Brian Pontarelli brian at pontarelli.com
Tue Sep 27 12:29:05 PDT 2011


On Sep 27, 2011, at 10:14 AM, David M. Lloyd wrote:

> On 09/27/2011 10:06 AM, Brian Pontarelli wrote:
>> 
>> On Sep 27, 2011, at 6:47 AM, Alan Bateman wrote:
>> 
>>> Jesse Glick wrote:
>>>> 
>>>> If this were to be more than a demo, you would not want to recreate the logic for parsing Maven metadata, but rather call into the official embedding APIs.
>>>> 
>>>> I do not think you want to interpret<packaging>zip</packaging>; does such a packaging even exist? (Various named packagings produce *.zip artifacts which are usually software distributions, i.e. contain JARs and other files as entries.)
>>> This is just a demo for now, it's purpose being to tease out the issues that we would have if we were to extend the repository support to allow a module library be associated with a maven repository. Clearly we don't want to be parsing maven metadata but it's done this way for now to avoid the dependency.
>> 
>> I've been sporadically following Jigsaw but I saw this thread and have recently been discussing a similar topic with some folks. The topic we have been discussing is the meta-data needed for pure dependency management compared to the meta-data provided by Maven, Jigsaw, Ivy, Savant and others.
>> 
>> I wanted to bounce this idea off of this list as well as other Maven, Ivy and others. The idea would be to create an open standard format that defines the meta-data needed to do pure dependency management. This has a number of key benefits including:
>> 
>> 	- Standardize dependency repositories
>> 	- Clean dependency definitions
>> 	- Simple way for tool providers to work with dependencies separate from the build and runtime systems
>> 	- Easier migration between build tools (pick the right tool for the job not the repository or dependency management system)
>> 
>> There are probably other benefits as well. I wanted to get your thoughts this concept. It looks like Jigsaw intends to support POMs and potentially support some of OSGi, but at a baseline, there are a number of concepts that can be defined and shared across all these projects.
> 
> Not only this, but the Maven POM/repository format has many known inadequacies as the requirements for build dependencies are substantially different from the requirements for a runtime module environment.  Establishing a base set of requirements with community input is a key step to doing this right.

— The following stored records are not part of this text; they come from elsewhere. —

#[cfg(test)]
mod tests {
    use super::*;
    use std::str::FromStr;

    fn breaker_config() -> CircuitBreakerConfig {
        CircuitBreakerConfig {
            failure_threshold: 3,
            reset_timeout_ms: 300_000,
            half_open_max_calls: 1,
        }
    }

    fn registry(dir: &std::path::Path) -> CircuitBreakerRegistry {
        let mut config = Config::from_str(
            r#"
[routing_rules]
large_context_backend = "backend-x"

[[backends]]
id = "backend-x"
name = "Backend X"
"#,
        )
        .unwrap();
        config.state.dir = dir.to_path_buf();
        CircuitBreakerRegistry::new(&config, Arc::new(Metrics::new().unwrap()))
    }

    #[test]
    fn test_record_opens_at_threshold_not_before() {
        let cfg = breaker_config();
        let mut record = CircuitRecord::new("backend-x");
        assert_eq!(record.on_failure(&cfg, 1.0), None);
        assert_eq!(record.on_failure(&cfg, 2.0), None);
        assert_eq!(record.state, CircuitState::Closed);
        assert_eq!(record.on_failure(&cfg, 3.0), Some(CircuitState::Open));
        assert_eq!(record.failure_count, 3);
        assert_eq!(record.last_failure_ms, 3.0);
    }

    #[test]
    fn test_success_resets_failure_count_in_closed() {
        let cfg = breaker_config();
        let mut record = CircuitRecord::new("backend-x");
        record.on_failure(&cfg, 1.0);
        record.on_failure(&cfg, 2.0);
        record.on_success(3.0);
        assert_eq!(record.failure_count, 0);
        record.on_failure(&cfg, 4.0);
        record.on_failure(&cfg, 5.0);
        assert_eq!(record.state, CircuitState::Closed);
    }

    #[test]
    fn test_open_rejects_until_reset_timeout() {
        let cfg = breaker_config();
        let mut record = CircuitRecord::new("backend-x");
        for t in 0..3 {
            record.on_failure(&cfg, 1_000.0 + t as f64);
        }
        let opened_at = record.last_failure_ms;

        assert_eq!(record.admit(&cfg, opened_at + 299_999.0), (false, None));
        assert_eq!(record.state, CircuitState::Open);

        assert_eq!(
            record.admit(&cfg, opened_at + 300_000.0),
            (true, Some(CircuitState::HalfOpen))
        );
        assert_eq!(record.half_open_calls, 0);
    }

    #[test]
    fn test_half_open_admits_up_to_cap() {
        let cfg = CircuitBreakerConfig {
            half_open_max_calls: 2,
            ..breaker_config()
        };
        let mut record = CircuitRecord::new("backend-x");
        record.state = CircuitState::HalfOpen;

        assert_eq!(record.admit(&cfg, 0.0), (true, None));
        assert_eq!(record.admit(&cfg, 0.0), (true, None));
        assert_eq!(record.admit(&cfg, 0.0), (false, None));
        assert_eq!(record.half_open_calls, 2);
        assert!(!record.would_admit(&cfg, 0.0));
    }

    #[test]
    fn test_half_open_failure_reopens_immediately() {
        let cfg = breaker_config();
        let mut record = CircuitRecord::new("backend-x");
        record.state = CircuitState::HalfOpen;
        assert_eq!(record.on_failure(&cfg, 10.0), Some(CircuitState::Open));
        assert_eq!(record.state, CircuitState::Open);
    }

    #[test]
    fn test_half_open_success_closes_and_resets() {
        let mut record = CircuitRecord::new("backend-x");
        record.state = CircuitState::HalfOpen;
        record.failure_count = 4;
        record.half_open_calls = 1;
        assert_eq!(record.on_success(10.0), Some(CircuitState::Closed));
        assert_eq!(record.failure_count, 0);
        assert_eq!(record.half_open_calls, 0);
    }

    #[test]
    fn test_success_while_open_keeps_failures() {
        let mut record = CircuitRecord::new("backend-x");
        record.state = CircuitState::Open;
        record.failure_count = 3;
        assert_eq!(record.on_success(10.0), None);
        assert_eq!(record.state, CircuitState::Open);
        assert_eq!(record.failure_count, 3);
        assert_eq!(record.last_success_ms, 10.0);
    }

    #[test]
    fn test_state_serializes_screaming_case() {
        assert_eq!(
            serde_json::to_string(&CircuitState::HalfOpen).unwrap(),
            r#""HALF_OPEN""#
        );
        assert_eq!(
            serde_json::from_str::<CircuitState>(r#""CLOSED""#).unwrap(),
            CircuitState::Closed
        );
    }

    #[test]
    fn test_registry_three_failures_open_circuit() {
        let dir = tempfile::tempdir().unwrap();
        let registry = registry(dir.path());
        assert_eq!(
            registry.record_failure_at("backend-x", 1.0).unwrap(),
            CircuitState::Closed
        );
        assert_eq!(
            registry.record_failure_at("backend-x", 2.0).unwrap(),
            CircuitState::Closed
        );
        assert_eq!(
            registry.record_failure_at("backend-x", 3.0).unwrap(),
            CircuitState::Open
        );
        assert!(!registry.admit_at("backend-x", 4.0).unwrap().permitted);
    }

    #[test]
    fn test_registry_admit_creates_record_lazily() {
        let dir = tempfile::tempdir().unwrap();
        let registry = registry(dir.path());
        assert!(registry.get("backend-x").unwrap().is_none());

        let admission = registry.admit_at("backend-x", 5.0).unwrap();
        assert_eq!(
            admission,
            Admission {
                permitted: true,
                state: CircuitState::Closed
            }
        );
        assert_eq!(
            registry.get("backend-x").unwrap(),
            Some(CircuitRecord::new("backend-x"))
        );
    }

    #[test]
    fn test_registry_peek_does_not_transition() {
        let dir = tempfile::tempdir().unwrap();
        let registry = registry(dir.path());
        for t in 0..3 {
            registry.record_failure_at("backend-x", t as f64).unwrap();
        }
        let later = 2.0 + 300_000.0;
        assert!(registry.peek_at("backend-x", later).unwrap());
        assert_eq!(
            registry.get("backend-x").unwrap().unwrap().state,
            CircuitState::Open
        );

        let admission = registry.admit_at("backend-x", later).unwrap();
        assert!(admission.permitted);
        assert_eq!(admission.state, CircuitState::HalfOpen);
    }

    #[test]
    fn test_registry_admissible_filters_open_backends() {
        let dir = tempfile::tempdir().unwrap();
        let registry = registry(dir.path());
        for t in 0..3 {
            registry.record_failure_at("backend-x", t as f64).unwrap();
        }
        let allowed = registry
            .admissible_at(["backend-x", "backend-y"], 10.0)
            .unwrap();
        assert!(allowed.contains("backend-y"));
        assert!(!allowed.contains("backend-x"));
    }

    #[test]
    fn test_store_round_trip_is_exact() {
        let dir = tempfile::tempdir().unwrap();
        let registry = registry(dir.path());
        registry.record_failure_at("backend-x", 1_700_000_000_123.5).unwrap();
        registry.record_success_at("backend-y", 1_700_000_000_456.25).unwrap();

        let first = registry.store().load().unwrap();
        let text = serde_json::to_string(&first).unwrap();
        let reparsed: CircuitStore = serde_json::from_str(&text).unwrap();
        assert_eq!(first, reparsed);
        assert_eq!(registry.store().load().unwrap(), first);
    }

    #[test]
    fn test_persisted_schema_uses_camel_case() {
        let dir = tempfile::tempdir().unwrap();
        let registry = registry(dir.path());
        registry.record_failure_at("backend-x", 42.0).unwrap();

        let raw = std::fs::read_to_string(dir.path().join("circuit_breakers.json")).unwrap();
        let value: serde_json::Value = serde_json::from_str(&raw).unwrap();
        assert_eq!(value["version"], 1);
        assert!(value["updatedAt"].is_string());
        let record = &value["circuits"]["backend-x"];
        assert_eq!(record["model"], "backend-x");
        assert_eq!(record["state"], "CLOSED");
        assert_eq!(record["failureCount"], 1);
        assert_eq!(record["lastFailureMs"], 42.0);
        assert_eq!(record["halfOpenCalls"], 0);
    }
}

I agree. There are a number of concepts that some systems lack and others have, both around compile-time and runtime dependency management. A few ones that come to mind are:

	- Version compile-time compatibility
	- Version runtime compatibility
	- Version ranges
	- Code meta-data changes (group-id, package, ownership, etc)
	- Repository changes (re-location, etc)
	- Public and private code

Depending on the level of interest, I'd be willing to reach out to the Maven and Ivy developers and work on putting together an expert group for this.